** WORK ITEM **
From the material below, copy out each line with the word "ClientConfig" in it.
------------------------------
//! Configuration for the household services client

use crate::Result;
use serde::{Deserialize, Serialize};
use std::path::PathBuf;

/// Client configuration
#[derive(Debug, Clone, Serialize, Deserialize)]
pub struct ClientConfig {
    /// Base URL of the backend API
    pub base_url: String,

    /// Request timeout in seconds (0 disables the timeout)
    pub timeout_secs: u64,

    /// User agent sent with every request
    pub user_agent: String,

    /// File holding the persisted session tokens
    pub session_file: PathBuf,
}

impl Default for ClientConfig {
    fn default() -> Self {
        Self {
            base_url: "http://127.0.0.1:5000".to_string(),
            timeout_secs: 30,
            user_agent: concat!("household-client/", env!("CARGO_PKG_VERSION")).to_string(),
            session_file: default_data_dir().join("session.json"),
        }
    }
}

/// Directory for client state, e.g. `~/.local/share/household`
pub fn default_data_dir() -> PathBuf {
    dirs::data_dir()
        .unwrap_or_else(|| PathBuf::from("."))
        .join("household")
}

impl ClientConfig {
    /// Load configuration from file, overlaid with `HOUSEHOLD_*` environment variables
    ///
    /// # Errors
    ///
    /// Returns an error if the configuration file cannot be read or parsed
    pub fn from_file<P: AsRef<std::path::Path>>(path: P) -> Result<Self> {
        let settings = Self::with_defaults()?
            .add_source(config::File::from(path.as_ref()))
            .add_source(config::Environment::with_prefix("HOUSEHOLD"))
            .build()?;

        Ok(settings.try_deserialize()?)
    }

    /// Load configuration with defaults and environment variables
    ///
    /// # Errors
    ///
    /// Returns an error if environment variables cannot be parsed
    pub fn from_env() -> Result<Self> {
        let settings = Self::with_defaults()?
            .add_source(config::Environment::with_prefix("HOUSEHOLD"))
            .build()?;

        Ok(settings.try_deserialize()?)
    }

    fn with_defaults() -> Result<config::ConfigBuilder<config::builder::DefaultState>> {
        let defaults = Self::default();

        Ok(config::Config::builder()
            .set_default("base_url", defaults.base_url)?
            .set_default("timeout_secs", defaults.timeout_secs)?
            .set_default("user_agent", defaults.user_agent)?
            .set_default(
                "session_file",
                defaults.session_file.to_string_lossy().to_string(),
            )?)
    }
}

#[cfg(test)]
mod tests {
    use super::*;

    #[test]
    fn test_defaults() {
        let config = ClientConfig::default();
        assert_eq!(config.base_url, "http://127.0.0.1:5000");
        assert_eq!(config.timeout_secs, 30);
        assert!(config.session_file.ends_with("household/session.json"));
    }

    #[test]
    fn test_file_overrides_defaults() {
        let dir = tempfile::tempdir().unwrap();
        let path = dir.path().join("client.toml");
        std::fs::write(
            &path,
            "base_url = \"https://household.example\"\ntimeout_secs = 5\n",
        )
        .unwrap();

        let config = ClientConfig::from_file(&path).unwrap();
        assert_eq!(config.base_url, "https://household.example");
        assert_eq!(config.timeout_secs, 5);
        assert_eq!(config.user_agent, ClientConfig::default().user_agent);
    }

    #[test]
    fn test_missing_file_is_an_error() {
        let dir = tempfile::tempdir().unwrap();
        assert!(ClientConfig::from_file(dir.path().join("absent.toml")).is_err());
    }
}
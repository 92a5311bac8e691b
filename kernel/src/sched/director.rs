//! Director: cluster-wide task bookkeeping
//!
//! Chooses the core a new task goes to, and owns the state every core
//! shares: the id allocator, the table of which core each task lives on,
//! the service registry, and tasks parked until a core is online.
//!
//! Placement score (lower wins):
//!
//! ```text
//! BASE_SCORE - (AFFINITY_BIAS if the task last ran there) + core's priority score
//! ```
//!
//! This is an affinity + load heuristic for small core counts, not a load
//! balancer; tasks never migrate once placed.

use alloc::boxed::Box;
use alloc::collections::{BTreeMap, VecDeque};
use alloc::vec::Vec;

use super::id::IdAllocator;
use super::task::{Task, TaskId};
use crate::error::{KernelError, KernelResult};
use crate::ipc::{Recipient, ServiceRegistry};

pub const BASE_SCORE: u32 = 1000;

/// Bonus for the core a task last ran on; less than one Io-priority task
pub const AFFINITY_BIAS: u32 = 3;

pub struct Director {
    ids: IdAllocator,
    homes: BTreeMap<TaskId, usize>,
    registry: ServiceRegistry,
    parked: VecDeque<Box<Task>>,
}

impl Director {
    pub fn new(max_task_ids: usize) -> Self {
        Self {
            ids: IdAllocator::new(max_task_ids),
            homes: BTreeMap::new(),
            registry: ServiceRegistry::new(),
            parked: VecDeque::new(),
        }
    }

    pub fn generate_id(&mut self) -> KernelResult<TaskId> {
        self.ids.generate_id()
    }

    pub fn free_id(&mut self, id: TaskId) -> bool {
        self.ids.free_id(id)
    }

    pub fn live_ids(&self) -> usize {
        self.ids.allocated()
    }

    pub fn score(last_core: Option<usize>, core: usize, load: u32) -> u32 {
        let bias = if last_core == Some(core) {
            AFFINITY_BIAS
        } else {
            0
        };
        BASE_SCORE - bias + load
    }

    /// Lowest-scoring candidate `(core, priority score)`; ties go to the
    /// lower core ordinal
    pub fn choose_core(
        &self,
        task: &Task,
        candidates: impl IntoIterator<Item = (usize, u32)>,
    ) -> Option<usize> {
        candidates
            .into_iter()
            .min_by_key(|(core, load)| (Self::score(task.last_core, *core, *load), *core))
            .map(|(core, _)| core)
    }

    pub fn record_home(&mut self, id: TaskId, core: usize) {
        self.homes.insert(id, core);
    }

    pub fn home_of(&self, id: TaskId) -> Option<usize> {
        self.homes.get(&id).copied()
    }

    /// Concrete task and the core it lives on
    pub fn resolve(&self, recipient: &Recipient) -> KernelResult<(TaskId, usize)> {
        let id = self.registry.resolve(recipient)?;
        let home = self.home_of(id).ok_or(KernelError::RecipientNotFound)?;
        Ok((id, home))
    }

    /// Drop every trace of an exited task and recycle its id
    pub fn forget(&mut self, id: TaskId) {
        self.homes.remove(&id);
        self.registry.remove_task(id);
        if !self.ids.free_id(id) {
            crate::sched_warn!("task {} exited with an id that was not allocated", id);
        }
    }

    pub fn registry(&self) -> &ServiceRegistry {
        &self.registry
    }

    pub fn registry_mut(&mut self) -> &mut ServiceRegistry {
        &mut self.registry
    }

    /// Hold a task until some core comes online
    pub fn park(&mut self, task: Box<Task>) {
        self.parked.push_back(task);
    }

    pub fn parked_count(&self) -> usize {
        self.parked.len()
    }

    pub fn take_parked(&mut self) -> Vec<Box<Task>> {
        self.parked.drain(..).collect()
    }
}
------------------------------
** TASK RESULT **
pub struct ClientConfig {
impl Default for ClientConfig {
impl ClientConfig {
        let config = ClientConfig::default();
        let config = ClientConfig::from_file(&path).unwrap();
        assert_eq!(config.user_agent, ClientConfig::default().user_agent);
        assert!(ClientConfig::from_file(dir.path().join("absent.toml")).is_err());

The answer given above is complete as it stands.